The Arecibo astronomers focused on the distant galaxy Arp 220, an ultra-luminous starburst galaxy, because it forms new stars at a very high rate. They used the 305-meter, or 1,000-foot diameter, Arecibo radio telescope, the world's largest and most sensitive, to observe the galaxy at different frequencies. In fact, for the first time in April 2007, they used the 800 megahertz wide-band mode of the main spectrometer to make these detections.
These molecules were found by searching for radio emission at specific frequencies. Each chemical substance has its own unique radio frequency and astronomers can in that way identify the different substances, much like people can be identified with their unique fingerprints.
"We weren't targeting any particular molecule, so we didn't know what we were going to find - we just started searching, and what we found was incredibly exciting," said Tapasi Ghosh, an Arecibo astronomer.

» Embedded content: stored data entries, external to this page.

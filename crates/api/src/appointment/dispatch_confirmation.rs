use super::subscribers::AppendSentEmailEvent;
use crate::{
    error::NotifierError,
    shared::{
        auth::protect_route,
        guard::Guard,
        notification_context::{ContextError, NotificationContextBuilder},
        sms_delivery::{claim_and_send_sms, SmsKind, SmsOutcome},
        usecase::{execute, Subscriber, UseCase},
    },
};
use actix_web::{web, HttpRequest, HttpResponse};
use salon_notifier_api_structs::dispatch_confirmation::APIResponse;
use salon_notifier_domain::{
    email::build_confirmation_email, NotificationContext, SmsConfirmationType, ID, MINUTE_MILLIS,
};
use salon_notifier_infra::{EmailMessage, EmailReceipt, EmailTag, NotifierContext};
use std::collections::HashMap;
use tracing::{error, info, warn};

/// Tag and metadata key the email provider echoes back in its webhooks
pub const APPOINTMENT_ID_TAG: &str = "appointment_id";

fn handle_error(e: UseCaseErrors) -> NotifierError {
    match e {
        UseCaseErrors::NotFound(appointment_id) => NotifierError::NotFound(format!(
            "The appointment with id: {}, was not found.",
            appointment_id
        )),
        UseCaseErrors::IncompleteAppointment(e) => NotifierError::NotFound(e.to_string()),
    }
}

pub async fn dispatch_confirmation_controller(
    http_req: HttpRequest,
    path_params: web::Path<String>,
    ctx: web::Data<NotifierContext>,
) -> Result<HttpResponse, NotifierError> {
    protect_route(&http_req, &ctx)?;
    let appointment_id = Guard::against_malformed_id(&path_params)?;

    let usecase = DispatchConfirmationUseCase { appointment_id };

    execute(usecase, &ctx)
        .await
        .map(|res| {
            HttpResponse::Ok().json(APIResponse {
                appointment_id: res.appointment_id,
                email_sent: res.email.is_some(),
                sms_sent: res.sms_sent,
                skipped: res.skipped,
                lead_time_minutes: res.lead_time / MINUTE_MILLIS,
            })
        })
        .map_err(handle_error)
}

/// Sends the confirmation email of a freshly booked appointment, plus the
/// confirmation sms right away when it starts within 24 hours.
#[derive(Debug)]
pub struct DispatchConfirmationUseCase {
    pub appointment_id: ID,
}

#[derive(Debug)]
pub enum UseCaseErrors {
    NotFound(ID),
    IncompleteAppointment(ContextError),
}

#[derive(Debug)]
pub struct SentEmail {
    pub receipt: EmailReceipt,
    pub sent_at: i64,
}

#[derive(Debug)]
pub struct DispatchedConfirmation {
    pub appointment_id: ID,
    /// Set when the confirmation email was accepted by the provider during this call
    pub email: Option<SentEmail>,
    pub sms_sent: bool,
    pub skipped: bool,
    pub lead_time: i64,
}

async fn send_confirmation_email(
    n: &NotificationContext,
    ctx: &NotifierContext,
) -> Option<SentEmail> {
    let appointment_id = &n.appointment.id;
    if n.appointment.notifications.email_sent_at.is_some() {
        info!(
            "Confirmation email of appointment: {} was already sent",
            appointment_id
        );
        return None;
    }
    let to = match &n.client.email {
        Some(email) => email.clone(),
        None => {
            warn!(
                "Client: {} of appointment: {} has no email address",
                n.client.id, appointment_id
            );
            return None;
        }
    };

    let content = build_confirmation_email(n);
    let message = EmailMessage {
        to,
        subject: content.subject,
        html: content.html,
        text: Some(content.text),
        tags: vec![EmailTag::new(APPOINTMENT_ID_TAG, &appointment_id.to_string())],
        metadata: HashMap::from([(APPOINTMENT_ID_TAG.to_string(), appointment_id.to_string())]),
    };

    let receipt = match ctx.senders.email.send(&message).await {
        Ok(receipt) => receipt,
        Err(e) => {
            error!(
                "Unable to send the confirmation email of appointment: {}. Error: {}",
                appointment_id, e
            );
            return None;
        }
    };

    let sent_at = ctx.sys.get_timestamp_millis();
    if let Err(e) = ctx
        .repos
        .appointments
        .mark_email_sent(appointment_id, sent_at)
        .await
    {
        error!(
            "Confirmation email of appointment: {} was sent but could not be stored. Error: {:?}",
            appointment_id, e
        );
    }
    Some(SentEmail { receipt, sent_at })
}

#[async_trait::async_trait(?Send)]
impl UseCase for DispatchConfirmationUseCase {
    type Response = DispatchedConfirmation;

    type Errors = UseCaseErrors;

    const NAME: &'static str = "DispatchConfirmation";

    async fn execute(&mut self, ctx: &NotifierContext) -> Result<Self::Response, Self::Errors> {
        let appointment = ctx
            .repos
            .appointments
            .find(&self.appointment_id)
            .await
            .ok_or_else(|| UseCaseErrors::NotFound(self.appointment_id.clone()))?;
        let lead_time = appointment.lead_time_millis();
        let mut res = DispatchedConfirmation {
            appointment_id: appointment.id.clone(),
            email: None,
            sms_sent: false,
            skipped: false,
            lead_time,
        };

        if !appointment.is_notifiable() {
            info!(
                "Appointment: {} has status: {:?}, no confirmation is sent",
                appointment.id, appointment.status
            );
            res.skipped = true;
            return Ok(res);
        }

        let immediate_sms = appointment.requires_immediate_confirmation_sms();
        let n = NotificationContextBuilder::new(ctx)
            .build_for(appointment)
            .await
            .map_err(UseCaseErrors::IncompleteAppointment)?;

        res.email = send_confirmation_email(&n, ctx).await;

        if immediate_sms {
            let kind = SmsKind::Confirmation(SmsConfirmationType::ImmediateLt24h);
            res.sms_sent = claim_and_send_sms(kind, &n, ctx).await == SmsOutcome::Sent;
        } else if let Err(e) = ctx
            .repos
            .appointments
            .enable_reminder_sms(&n.appointment.id)
            .await
        {
            error!(
                "Unable to enable the reminder sms of appointment: {}. Error: {:?}",
                n.appointment.id, e
            );
        }

        Ok(res)
    }

    fn subscribers() -> Vec<Box<dyn Subscriber<Self>>> {
        vec![Box::new(AppendSentEmailEvent)]
    }
}
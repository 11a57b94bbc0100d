use salon_notifier_domain::{Appointment, NotificationContext, ID};
use salon_notifier_infra::NotifierContext;
use thiserror::Error;

#[derive(Error, Debug, PartialEq)]
pub enum ContextError {
    #[error("The appointment with id: {0}, was not found")]
    AppointmentNotFound(ID),
    #[error("The {entity} with id: {id}, referenced by appointment: {appointment_id} was not found")]
    Missing {
        entity: &'static str,
        id: ID,
        appointment_id: ID,
    },
}

/// Loads everything a notification template needs for one appointment
pub struct NotificationContextBuilder<'a> {
    ctx: &'a NotifierContext,
}

impl<'a> NotificationContextBuilder<'a> {
    pub fn new(ctx: &'a NotifierContext) -> Self {
        Self { ctx }
    }

    pub async fn build(&self, appointment_id: &ID) -> Result<NotificationContext, ContextError> {
        let appointment = self
            .ctx
            .repos
            .appointments
            .find(appointment_id)
            .await
            .ok_or_else(|| ContextError::AppointmentNotFound(appointment_id.clone()))?;
        self.build_for(appointment).await
    }

    /// Same as `build` for an appointment that is already loaded
    pub async fn build_for(
        &self,
        appointment: Appointment,
    ) -> Result<NotificationContext, ContextError> {
        let repos = &self.ctx.repos;
        let missing = |entity: &'static str, id: &ID| ContextError::Missing {
            entity,
            id: id.clone(),
            appointment_id: appointment.id.clone(),
        };

        let client = repos
            .clients
            .find(&appointment.client_id)
            .await
            .ok_or_else(|| missing("client", &appointment.client_id))?;
        let service = repos
            .salon_services
            .find(&appointment.service_id)
            .await
            .ok_or_else(|| missing("service", &appointment.service_id))?;
        let salon = repos
            .salons
            .find(&appointment.salon_id)
            .await
            .ok_or_else(|| missing("salon", &appointment.salon_id))?;
        // A stylist that left the salon does not block the notification
        let stylist = match &appointment.stylist_id {
            Some(stylist_id) => repos.stylists.find(stylist_id).await,
            None => None,
        };

        Ok(NotificationContext {
            appointment,
            client,
            service,
            stylist,
            salon,
        })
    }
}
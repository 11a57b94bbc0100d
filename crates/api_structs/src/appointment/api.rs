use salon_notifier_domain::ID;
use serde::{Deserialize, Serialize};

pub mod dispatch_confirmation {
    use super::*;

    #[derive(Debug, Deserialize, Serialize)]
    #[serde(rename_all = "camelCase")]
    pub struct APIResponse {
        pub appointment_id: ID,
        pub email_sent: bool,
        pub sms_sent: bool,
        /// Set when the appointment is no longer eligible for notifications
        pub skipped: bool,
        pub lead_time_minutes: i64,
    }
}
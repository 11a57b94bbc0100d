use actix_web::{web, HttpResponse};
use salon_notifier_api_structs::get_service_health::*;

async fn status() -> HttpResponse {
    HttpResponse::Ok().json(APIResponse {
        message: "Salon notifier is up\r\n".into(),
    })
}

pub fn configure_routes(cfg: &mut web::ServiceConfig) {
    cfg.route("/", web::get().to(status));
}
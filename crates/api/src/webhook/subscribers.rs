use super::track_email_event::{TrackEmailEventUseCase, TrackedEmailEvent};
use crate::shared::usecase::Subscriber;
use salon_notifier_infra::NotifierContext;
use tracing::{error, info};

/// Appends the correlated webhook event to the email event log.
/// Redelivered webhooks carry the same provider event id and are only logged once.
pub struct AppendEmailEvent;

#[async_trait::async_trait(?Send)]
impl Subscriber<TrackEmailEventUseCase> for AppendEmailEvent {
    async fn notify(&self, e: &TrackedEmailEvent, ctx: &NotifierContext) {
        let event = match &e.event {
            Some(event) => event,
            None => return,
        };

        if event.provider_event_id.is_some() {
            let logged = match ctx
                .repos
                .email_events
                .find_by_appointment(&event.appointment_id)
                .await
            {
                Ok(logged) => logged,
                Err(err) => {
                    error!(
                        "Unable to read the email events of appointment: {}. Error: {:?}",
                        event.appointment_id, err
                    );
                    return;
                }
            };
            let duplicate = logged.iter().any(|l| {
                l.event_type == event.event_type && l.provider_event_id == event.provider_event_id
            });
            if duplicate {
                info!(
                    "Email event: {:?} of appointment: {} is already logged",
                    event.provider_event_id, event.appointment_id
                );
                return;
            }
        }

        if let Err(err) = ctx.repos.email_events.insert(event).await {
            error!(
                "Unable to log the {} email event of appointment: {}. Error: {:?}",
                event.event_type.as_str(),
                event.appointment_id,
                err
            );
        }
    }
}
use crate::dtos::EmailEventDataDTO;
use serde::{Deserialize, Serialize};

pub mod track_email_event {
    use super::*;

    /// Webhook payload of the email provider, e.g. `{ "type": "email.opened", "data": { .. } }`
    #[derive(Debug, Clone, Deserialize, Serialize)]
    pub struct RequestBody {
        #[serde(rename = "type")]
        pub event_type: String,
        /// RFC 3339 timestamp of the event
        #[serde(default)]
        pub created_at: Option<String>,
        #[serde(default)]
        pub data: EmailEventDataDTO,
    }

    #[derive(Debug, Clone, Copy, PartialEq, Eq, Deserialize, Serialize)]
    #[serde(rename_all = "snake_case")]
    pub enum TrackingOutcome {
        /// `email_opened_at` was set by this event
        Opened,
        /// `email_opened_at` was already set, nothing changed
        AlreadyOpened,
        /// Appended to the event log without touching the notification flags
        Recorded,
        /// No appointment could be correlated with the event
        Ignored,
    }

    #[derive(Debug, Deserialize, Serialize)]
    #[serde(rename_all = "camelCase")]
    pub struct APIResponse {
        pub outcome: TrackingOutcome,
    }
}

#[cfg(test)]
mod tests {
    use super::track_email_event::RequestBody;

    #[test]
    fn parses_tags_in_both_shapes() {
        let listed: RequestBody = serde_json::from_str(
            r#"{
                "type": "email.opened",
                "created_at": "2025-03-14T10:00:00Z",
                "data": {
                    "email_id": "em_1",
                    "to": ["colette@example.com"],
                    "tags": [{ "name": "appointment_id", "value": "abc" }],
                    "subject": "Confirmation"
                }
            }"#,
        )
        .unwrap();
        let data = listed.data;
        assert_eq!(data.tags.unwrap().get("appointment_id"), Some("abc"));
        assert_eq!(data.to.unwrap().first(), Some("colette@example.com"));
        assert!(data.extra.contains_key("subject"));

        let mapped: RequestBody = serde_json::from_str(
            r#"{ "type": "email.delivered", "data": { "to": "a@b.c", "tags": { "appointmentId": "xyz" } } }"#,
        )
        .unwrap();
        assert_eq!(mapped.data.tags.unwrap().get("appointmentId"), Some("xyz"));
        assert_eq!(mapped.created_at, None);
    }

    #[test]
    fn data_is_optional() {
        let body: RequestBody = serde_json::from_str(r#"{ "type": "email.bounced" }"#).unwrap();
        assert_eq!(body.data.to, None);
    }
}
use chrono::prelude::*;
use chrono_tz::Tz;

pub fn to_local(timestamp_millis: i64, tz: &Tz) -> Option<DateTime<Tz>> {
    Utc.timestamp_millis_opt(timestamp_millis)
        .single()
        .map(|dt| dt.with_timezone(tz))
}

pub fn french_weekday(weekday: Weekday) -> &'static str {
    match weekday {
        Weekday::Mon => "lundi",
        Weekday::Tue => "mardi",
        Weekday::Wed => "mercredi",
        Weekday::Thu => "jeudi",
        Weekday::Fri => "vendredi",
        Weekday::Sat => "samedi",
        Weekday::Sun => "dimanche",
    }
}

/// 14/03
pub fn format_day_month(date: &DateTime<Tz>) -> String {
    format!("{:02}/{:02}", date.day(), date.month())
}

/// 14/03/2025
pub fn format_full_date(date: &DateTime<Tz>) -> String {
    format!("{:02}/{:02}/{}", date.day(), date.month(), date.year())
}

/// 14h30, 9h05
pub fn format_time(date: &DateTime<Tz>) -> String {
    format!("{}h{:02}", date.hour(), date.minute())
}
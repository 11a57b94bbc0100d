pub mod send_deferred_confirmation_sms;
pub mod send_reminder_sms;

use crate::shared::sms_delivery::SmsOutcome;
use actix_web::web;
use futures::{stream, Future, StreamExt};
use salon_notifier_api_structs::dtos::JobReportDTO;
use send_deferred_confirmation_sms::send_deferred_confirmation_sms_controller;
use send_reminder_sms::send_reminder_sms_controller;

pub fn configure_routes(cfg: &mut web::ServiceConfig) {
    cfg.route(
        "/jobs/deferred-confirmation-sms",
        web::post().to(send_deferred_confirmation_sms_controller),
    );
    cfg.route(
        "/jobs/reminder-sms",
        web::post().to(send_reminder_sms_controller),
    );
}

/// Outcome of one job tick
#[derive(Debug, Clone, Default, PartialEq, Eq)]
pub struct JobReport {
    pub matched: usize,
    pub sent: usize,
    pub skipped: usize,
    pub failed: usize,
}

impl JobReport {
    fn record(&mut self, outcome: SmsOutcome) {
        match outcome {
            SmsOutcome::Sent => self.sent += 1,
            SmsOutcome::AlreadyClaimed | SmsOutcome::NoPhone | SmsOutcome::Ineligible => {
                self.skipped += 1
            }
            SmsOutcome::Failed => self.failed += 1,
        }
    }
}

impl From<JobReport> for JobReportDTO {
    fn from(report: JobReport) -> Self {
        Self {
            matched: report.matched,
            sent: report.sent,
            skipped: report.skipped,
            failed: report.failed,
        }
    }
}

/// Notifies every candidate with at most `concurrency` in flight.
/// A failing candidate only shows up in the report.
async fn run_batch<T, F, Fut>(candidates: Vec<T>, concurrency: usize, notify: F) -> JobReport
where
    F: Fn(T) -> Fut,
    Fut: Future<Output = SmsOutcome>,
{
    let mut report = JobReport {
        matched: candidates.len(),
        ..Default::default()
    };
    let outcomes = stream::iter(candidates)
        .map(notify)
        .buffer_unordered(concurrency.max(1))
        .collect::<Vec<_>>()
        .await;
    for outcome in outcomes {
        report.record(outcome);
    }
    report
}
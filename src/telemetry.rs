use tracing::{subscriber::set_global_default, Subscriber};
use tracing_bunyan_formatter::{BunyanFormattingLayer, JsonStorageLayer};
use tracing_log::LogTracer;
use tracing_subscriber::{layer::SubscriberExt, EnvFilter, Registry};

/// Bunyan formatted json logs on stdout, filtered by `RUST_LOG` or else `env_filter`
pub fn get_subscriber(name: String, env_filter: String) -> impl Subscriber + Send + Sync {
    let env_filter =
        EnvFilter::try_from_default_env().unwrap_or_else(|_| EnvFilter::new(env_filter));
    let formatting_layer = BunyanFormattingLayer::new(name, std::io::stdout);
    Registry::default()
        .with(env_filter)
        .with(JsonStorageLayer)
        .with(formatting_layer)
}

/// Registers the subscriber globally and forwards `log` records to it.
/// Should only be called once.
pub fn init_subscriber(subscriber: impl Subscriber + Send + Sync) -> anyhow::Result<()> {
    LogTracer::init()?;
    set_global_default(subscriber)?;
    Ok(())
}
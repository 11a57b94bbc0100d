use super::IClientRepo;
use salon_notifier_domain::{Client, ID};
use sqlx::{types::Uuid, FromRow, PgPool};
use tracing::error;

pub struct PostgresClientRepo {
    pool: PgPool,
}

impl PostgresClientRepo {
    pub fn new(pool: PgPool) -> Self {
        Self { pool }
    }
}

#[derive(Debug, FromRow)]
struct ClientRaw {
    client_uid: Uuid,
    salon_uid: Uuid,
    first_name: String,
    last_name: String,
    email: Option<String>,
    phone: Option<String>,
}

impl From<ClientRaw> for Client {
    fn from(raw: ClientRaw) -> Self {
        Self {
            id: raw.client_uid.into(),
            salon_id: raw.salon_uid.into(),
            first_name: raw.first_name,
            last_name: raw.last_name,
            email: raw.email,
            phone: raw.phone,
        }
    }
}

#[async_trait::async_trait]
impl IClientRepo for PostgresClientRepo {
    async fn insert(&self, client: &Client) -> anyhow::Result<()> {
        sqlx::query(
            r#"
            INSERT INTO clients(client_uid, salon_uid, first_name, last_name, email, phone)
            VALUES($1, $2, $3, $4, $5, $6)
            "#,
        )
        .bind(client.id.inner_ref())
        .bind(client.salon_id.inner_ref())
        .bind(&client.first_name)
        .bind(&client.last_name)
        .bind(&client.email)
        .bind(&client.phone)
        .execute(&self.pool)
        .await
        .map_err(|e| {
            error!(
                "Unable to insert client: {:?}. DB returned error: {:?}",
                client, e
            );
            e
        })?;
        Ok(())
    }

    async fn find(&self, client_id: &ID) -> Option<Client> {
        let raw: ClientRaw = sqlx::query_as(
            r#"
            SELECT * FROM clients
            WHERE client_uid = $1
            "#,
        )
        .bind(client_id.inner_ref())
        .fetch_one(&self.pool)
        .await
        .map_err(|e| {
            error!(
                "Find client with id: {} failed. DB returned error: {:?}",
                client_id, e
            );
            e
        })
        .ok()?;
        Some(raw.into())
    }

    async fn find_by_email(&self, email: &str) -> anyhow::Result<Vec<Client>> {
        let rows: Vec<ClientRaw> = sqlx::query_as(
            r#"
            SELECT * FROM clients
            WHERE lower(email) = lower($1)
            "#,
        )
        .bind(email)
        .fetch_all(&self.pool)
        .await?;
        Ok(rows.into_iter().map(|raw| raw.into()).collect())
    }
}
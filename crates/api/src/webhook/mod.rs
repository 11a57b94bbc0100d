mod subscribers;
mod track_email_event;

use actix_web::web;
use track_email_event::track_email_event_controller;
pub use track_email_event::TrackEmailEventUseCase;

pub fn configure_routes(cfg: &mut web::ServiceConfig) {
    cfg.route("/webhooks/email", web::post().to(track_email_event_controller));
}
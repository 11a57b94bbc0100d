use super::IStylistRepo;
use salon_notifier_domain::{Stylist, ID};
use sqlx::{types::Uuid, FromRow, PgPool};
use tracing::error;

pub struct PostgresStylistRepo {
    pool: PgPool,
}

impl PostgresStylistRepo {
    pub fn new(pool: PgPool) -> Self {
        Self { pool }
    }
}

#[derive(Debug, FromRow)]
struct StylistRaw {
    stylist_uid: Uuid,
    salon_uid: Uuid,
    name: String,
}

#[async_trait::async_trait]
impl IStylistRepo for PostgresStylistRepo {
    async fn insert(&self, stylist: &Stylist) -> anyhow::Result<()> {
        sqlx::query(
            r#"
            INSERT INTO stylists(stylist_uid, salon_uid, name)
            VALUES($1, $2, $3)
            "#,
        )
        .bind(stylist.id.inner_ref())
        .bind(stylist.salon_id.inner_ref())
        .bind(&stylist.name)
        .execute(&self.pool)
        .await
        .map_err(|e| {
            error!(
                "Unable to insert stylist: {:?}. DB returned error: {:?}",
                stylist, e
            );
            e
        })?;
        Ok(())
    }

    async fn find(&self, stylist_id: &ID) -> Option<Stylist> {
        let raw: StylistRaw = sqlx::query_as(
            r#"
            SELECT * FROM stylists
            WHERE stylist_uid = $1
            "#,
        )
        .bind(stylist_id.inner_ref())
        .fetch_one(&self.pool)
        .await
        .map_err(|e| {
            error!(
                "Find stylist with id: {} failed. DB returned error: {:?}",
                stylist_id, e
            );
            e
        })
        .ok()?;
        Some(Stylist {
            id: raw.stylist_uid.into(),
            salon_id: raw.salon_uid.into(),
            name: raw.name,
        })
    }
}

"The fact that we can observe these substances at such a vast distance means that there are huge amounts of them in Arp 220,' said Emmanuel Momjian, a former Arecibo astronomer, now at the National Radio Astronomy Observatory in Socorro, N.M. "It is indeed very intriguing to find that the ingredients of life appear in large quantities where new stars and planets are born."
In addition to Minchin, Salter, Momjian and Ghosh, the other astronomers included: Barbara Catinella, a former Arecibo astronomer now at the Max Plank Institute for Astrophysics in Germany; Mayra Lebron, a former Arecibo astronomer now at the University of Puerto Rico; and Mikael Lerner, an Arecibo astronomer.